■ What is expected ■
Search the data below, and report every line in which "None" occurs.

■ Records ■
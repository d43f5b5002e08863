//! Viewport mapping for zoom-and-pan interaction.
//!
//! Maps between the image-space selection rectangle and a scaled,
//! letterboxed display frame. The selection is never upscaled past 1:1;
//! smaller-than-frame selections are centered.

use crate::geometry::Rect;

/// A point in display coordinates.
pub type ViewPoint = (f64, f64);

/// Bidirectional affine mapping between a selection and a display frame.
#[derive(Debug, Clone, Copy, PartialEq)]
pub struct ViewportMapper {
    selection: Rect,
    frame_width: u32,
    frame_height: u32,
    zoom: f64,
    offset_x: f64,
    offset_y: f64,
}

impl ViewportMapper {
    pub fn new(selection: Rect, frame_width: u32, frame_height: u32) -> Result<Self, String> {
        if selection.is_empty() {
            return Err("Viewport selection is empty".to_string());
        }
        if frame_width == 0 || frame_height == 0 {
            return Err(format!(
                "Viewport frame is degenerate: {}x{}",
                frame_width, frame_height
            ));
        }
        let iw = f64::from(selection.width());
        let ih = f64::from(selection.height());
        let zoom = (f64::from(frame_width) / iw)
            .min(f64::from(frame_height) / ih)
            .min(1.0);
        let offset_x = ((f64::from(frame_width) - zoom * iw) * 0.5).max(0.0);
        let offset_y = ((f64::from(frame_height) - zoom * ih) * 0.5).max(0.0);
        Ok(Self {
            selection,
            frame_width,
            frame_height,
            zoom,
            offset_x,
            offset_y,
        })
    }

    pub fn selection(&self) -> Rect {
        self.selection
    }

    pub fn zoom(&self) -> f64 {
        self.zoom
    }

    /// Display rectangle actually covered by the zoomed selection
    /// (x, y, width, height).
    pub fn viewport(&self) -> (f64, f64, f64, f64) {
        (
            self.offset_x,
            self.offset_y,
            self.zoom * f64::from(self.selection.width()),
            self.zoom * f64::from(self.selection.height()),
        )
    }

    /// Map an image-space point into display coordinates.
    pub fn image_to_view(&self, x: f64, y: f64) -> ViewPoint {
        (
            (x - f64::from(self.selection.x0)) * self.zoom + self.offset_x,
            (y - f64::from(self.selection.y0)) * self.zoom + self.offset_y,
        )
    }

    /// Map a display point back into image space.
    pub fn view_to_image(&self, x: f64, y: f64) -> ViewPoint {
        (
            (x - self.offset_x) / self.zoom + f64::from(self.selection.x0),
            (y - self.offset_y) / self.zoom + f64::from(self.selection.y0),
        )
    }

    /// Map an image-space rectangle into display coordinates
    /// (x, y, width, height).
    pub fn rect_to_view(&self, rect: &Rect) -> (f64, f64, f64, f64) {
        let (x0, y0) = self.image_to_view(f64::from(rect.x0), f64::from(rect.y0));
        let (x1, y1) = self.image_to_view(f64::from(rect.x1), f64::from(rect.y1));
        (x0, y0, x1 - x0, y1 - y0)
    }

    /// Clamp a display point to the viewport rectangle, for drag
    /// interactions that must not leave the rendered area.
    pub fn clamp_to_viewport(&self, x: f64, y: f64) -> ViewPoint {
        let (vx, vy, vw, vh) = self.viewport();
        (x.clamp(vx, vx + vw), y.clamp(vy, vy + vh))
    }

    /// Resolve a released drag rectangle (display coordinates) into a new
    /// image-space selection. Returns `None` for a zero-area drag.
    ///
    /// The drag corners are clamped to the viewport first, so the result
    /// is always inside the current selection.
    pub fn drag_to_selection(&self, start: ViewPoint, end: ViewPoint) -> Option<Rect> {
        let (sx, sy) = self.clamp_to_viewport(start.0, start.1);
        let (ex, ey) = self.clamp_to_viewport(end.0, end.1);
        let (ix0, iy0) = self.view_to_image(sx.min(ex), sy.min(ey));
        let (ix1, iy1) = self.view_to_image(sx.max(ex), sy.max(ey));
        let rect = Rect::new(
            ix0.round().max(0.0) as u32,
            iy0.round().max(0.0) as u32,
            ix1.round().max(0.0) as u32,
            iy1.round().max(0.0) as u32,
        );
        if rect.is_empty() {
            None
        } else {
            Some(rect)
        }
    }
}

■ Solution for this exercise ■
    /// image-space selection. Returns `None` for a zero-area drag.
            None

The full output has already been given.